[Extracted material]:
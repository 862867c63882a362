//! Logging configuration and subscriber setup
//!
//! All Liftoff binaries log through `tracing`. This module turns a
//! [`LogConfig`] into a global subscriber with:
//!
//! - a console sink, a daily-rotated file sink, or both
//! - text or JSON formatting
//! - a level plus optional per-target filter directives
//!
//! Use structured fields rather than interpolated strings so JSON output stays
//! queryable:
//!
//! ```rust,ignore
//! info!(table = %table, rows = stats.rows_written, "Table loaded");
//! warn!(url = %url, kind = %failure.kind(), "Fetch failed");
//! ```
//!
//! The returned [`LoggingGuard`] owns the background writer of the file sink
//! and must be held until the process exits, otherwise buffered lines are lost.

use anyhow::{Context, Result};
use serde::{Deserialize, Serialize};
use std::path::PathBuf;
use tracing::{Level, Subscriber};
use tracing_appender::non_blocking::WorkerGuard;
use tracing_subscriber::{
    fmt::{self, format::FmtSpan, MakeWriter},
    layer::SubscriberExt,
    registry::LookupSpan,
    util::SubscriberInitExt,
    EnvFilter, Layer,
};

/// Minimum severity that reaches the sinks
#[derive(Debug, Clone, Copy, PartialEq, Eq, Serialize, Deserialize, Default)]
#[serde(rename_all = "lowercase")]
pub enum LogLevel {
    Trace,
    Debug,
    #[default]
    Info,
    Warn,
    Error,
}

impl LogLevel {
    pub fn to_tracing_level(self) -> Level {
        match self {
            LogLevel::Trace => Level::TRACE,
            LogLevel::Debug => Level::DEBUG,
            LogLevel::Info => Level::INFO,
            LogLevel::Warn => Level::WARN,
            LogLevel::Error => Level::ERROR,
        }
    }

    fn as_str(self) -> &'static str {
        match self {
            LogLevel::Trace => "trace",
            LogLevel::Debug => "debug",
            LogLevel::Info => "info",
            LogLevel::Warn => "warn",
            LogLevel::Error => "error",
        }
    }
}

impl std::str::FromStr for LogLevel {
    type Err = anyhow::Error;

    fn from_str(s: &str) -> std::result::Result<Self, Self::Err> {
        match s.trim().to_lowercase().as_str() {
            "trace" => Ok(LogLevel::Trace),
            "debug" => Ok(LogLevel::Debug),
            "info" => Ok(LogLevel::Info),
            "warn" | "warning" => Ok(LogLevel::Warn),
            "error" => Ok(LogLevel::Error),
            other => Err(anyhow::anyhow!("Invalid log level: {}", other)),
        }
    }
}

impl std::fmt::Display for LogLevel {
    fn fmt(&self, f: &mut std::fmt::Formatter<'_>) -> std::fmt::Result {
        f.write_str(self.as_str())
    }
}

/// Where log lines are written
#[derive(Debug, Clone, Copy, PartialEq, Eq, Serialize, Deserialize, Default)]
#[serde(rename_all = "lowercase")]
pub enum LogOutput {
    #[default]
    Console,
    File,
    Both,
}

impl LogOutput {
    fn to_console(self) -> bool {
        matches!(self, LogOutput::Console | LogOutput::Both)
    }

    fn to_file(self) -> bool {
        matches!(self, LogOutput::File | LogOutput::Both)
    }
}

impl std::str::FromStr for LogOutput {
    type Err = anyhow::Error;

    fn from_str(s: &str) -> std::result::Result<Self, Self::Err> {
        match s.trim().to_lowercase().as_str() {
            "console" | "stdout" => Ok(LogOutput::Console),
            "file" => Ok(LogOutput::File),
            "both" | "all" => Ok(LogOutput::Both),
            other => Err(anyhow::anyhow!("Invalid log output: {}", other)),
        }
    }
}

/// Line format
#[derive(Debug, Clone, Copy, PartialEq, Eq, Serialize, Deserialize, Default)]
#[serde(rename_all = "lowercase")]
pub enum LogFormat {
    #[default]
    Text,
    Json,
}

impl std::str::FromStr for LogFormat {
    type Err = anyhow::Error;

    fn from_str(s: &str) -> std::result::Result<Self, Self::Err> {
        match s.trim().to_lowercase().as_str() {
            "text" | "pretty" => Ok(LogFormat::Text),
            "json" => Ok(LogFormat::Json),
            other => Err(anyhow::anyhow!("Invalid log format: {}", other)),
        }
    }
}

/// Logging configuration
#[derive(Debug, Clone, Serialize, Deserialize)]
pub struct LogConfig {
    pub level: LogLevel,
    pub output: LogOutput,
    pub format: LogFormat,

    /// Directory for rotated log files, used when `output` includes a file
    pub log_dir: PathBuf,

    /// File name prefix, e.g. "liftoff-etl" -> "liftoff-etl.2024-01-18"
    pub log_file_prefix: String,

    /// Extra directives such as "sqlx=warn,reqwest=info"
    pub filter_directives: Option<String>,

    pub include_location: bool,
    pub include_thread_ids: bool,
    pub include_targets: bool,
}

impl Default for LogConfig {
    fn default() -> Self {
        Self {
            level: LogLevel::Info,
            output: LogOutput::Console,
            format: LogFormat::Text,
            log_dir: PathBuf::from("./logs"),
            log_file_prefix: "liftoff".to_string(),
            // sqlx logs every statement at info; the loader issues one per chunk
            filter_directives: Some("sqlx=warn".to_string()),
            include_location: false,
            include_thread_ids: false,
            include_targets: true,
        }
    }
}

impl LogConfig {
    /// Defaults overridden by `LOG_*` environment variables
    ///
    /// Recognized: `LOG_LEVEL`, `LOG_OUTPUT`, `LOG_FORMAT`, `LOG_DIR`,
    /// `LOG_FILE_PREFIX`, `LOG_FILTER`, `LOG_INCLUDE_LOCATION`,
    /// `LOG_INCLUDE_THREAD_IDS`, `LOG_INCLUDE_TARGETS`.
    pub fn from_env() -> Result<Self> {
        Self::default().merge_env()
    }

    /// Apply `LOG_*` environment variables on top of `self`
    pub fn merge_env(mut self) -> Result<Self> {
        if let Some(level) = env_var("LOG_LEVEL") {
            self.level = level.parse()?;
        }
        if let Some(output) = env_var("LOG_OUTPUT") {
            self.output = output.parse()?;
        }
        if let Some(format) = env_var("LOG_FORMAT") {
            self.format = format.parse()?;
        }
        if let Some(dir) = env_var("LOG_DIR") {
            self.log_dir = PathBuf::from(dir);
        }
        if let Some(prefix) = env_var("LOG_FILE_PREFIX") {
            self.log_file_prefix = prefix;
        }
        if let Some(filter) = env_var("LOG_FILTER") {
            self.filter_directives = Some(filter);
        }
        self.include_location = env_flag("LOG_INCLUDE_LOCATION", self.include_location);
        self.include_thread_ids = env_flag("LOG_INCLUDE_THREAD_IDS", self.include_thread_ids);
        self.include_targets = env_flag("LOG_INCLUDE_TARGETS", self.include_targets);

        Ok(self)
    }

    pub fn builder() -> LogConfigBuilder {
        LogConfigBuilder::default()
    }

    fn env_filter(&self) -> Result<EnvFilter> {
        let mut filter =
            EnvFilter::from_default_env().add_directive(self.level.to_tracing_level().into());

        if let Some(directives) = &self.filter_directives {
            for directive in directives.split(',').map(str::trim).filter(|d| !d.is_empty()) {
                filter = filter.add_directive(
                    directive
                        .parse()
                        .with_context(|| format!("Invalid filter directive '{}'", directive))?,
                );
            }
        }

        Ok(filter)
    }
}

fn env_var(key: &str) -> Option<String> {
    std::env::var(key).ok().filter(|v| !v.trim().is_empty())
}

fn env_flag(key: &str, current: bool) -> bool {
    env_var(key)
        .and_then(|v| v.trim().parse().ok())
        .unwrap_or(current)
}

/// Fluent construction of a [`LogConfig`]
#[derive(Default)]
pub struct LogConfigBuilder {
    config: LogConfig,
}

impl LogConfigBuilder {
    pub fn level(mut self, level: LogLevel) -> Self {
        self.config.level = level;
        self
    }

    pub fn output(mut self, output: LogOutput) -> Self {
        self.config.output = output;
        self
    }

    pub fn format(mut self, format: LogFormat) -> Self {
        self.config.format = format;
        self
    }

    pub fn log_dir(mut self, dir: impl Into<PathBuf>) -> Self {
        self.config.log_dir = dir.into();
        self
    }

    pub fn log_file_prefix(mut self, prefix: impl Into<String>) -> Self {
        self.config.log_file_prefix = prefix.into();
        self
    }

    pub fn filter_directives(mut self, filter: impl Into<String>) -> Self {
        self.config.filter_directives = Some(filter.into());
        self
    }

    pub fn include_location(mut self, include: bool) -> Self {
        self.config.include_location = include;
        self
    }

    pub fn build(self) -> LogConfig {
        self.config
    }
}

/// Keeps the non-blocking file writer alive
#[must_use = "dropping the guard stops the file log writer"]
pub struct LoggingGuard {
    _file_writer: Option<WorkerGuard>,
}

/// Install the global subscriber described by `config`
///
/// Fails if a global subscriber is already set.
pub fn init_logging(config: &LogConfig) -> Result<LoggingGuard> {
    let filter = config.env_filter()?;

    let console = config
        .output
        .to_console()
        .then(|| output_layer(config, std::io::stdout, true));

    let (file, file_writer) = if config.output.to_file() {
        std::fs::create_dir_all(&config.log_dir).with_context(|| {
            format!("Failed to create log directory {}", config.log_dir.display())
        })?;
        let appender = tracing_appender::rolling::daily(&config.log_dir, &config.log_file_prefix);
        let (writer, guard) = tracing_appender::non_blocking(appender);
        (Some(output_layer(config, writer, false)), Some(guard))
    } else {
        (None, None)
    };

    tracing_subscriber::registry()
        .with(filter)
        .with(console)
        .with(file)
        .try_init()
        .context("Global tracing subscriber already installed")?;

    Ok(LoggingGuard {
        _file_writer: file_writer,
    })
}

fn output_layer<S, W>(config: &LogConfig, writer: W, ansi: bool) -> Box<dyn Layer<S> + Send + Sync>
where
    S: Subscriber + for<'a> LookupSpan<'a>,
    W: for<'w> MakeWriter<'w> + Send + Sync + 'static,
{
    let layer = fmt::layer()
        .with_writer(writer)
        .with_ansi(ansi)
        .with_target(config.include_targets)
        .with_thread_ids(config.include_thread_ids)
        .with_file(config.include_location)
        .with_line_number(config.include_location)
        .with_span_events(FmtSpan::CLOSE);

    match config.format {
        LogFormat::Text => layer.boxed(),
        LogFormat::Json => layer.json().boxed(),
    }
}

[Exercise description]: Out of the preceding entries, pull each line that contains the word "ansi".

[Output of the exercise]:
fn output_layer<S, W>(config: &LogConfig, writer: W, ansi: bool) -> Box<dyn Layer<S> + Send + Sync>
        .with_ansi(ansi)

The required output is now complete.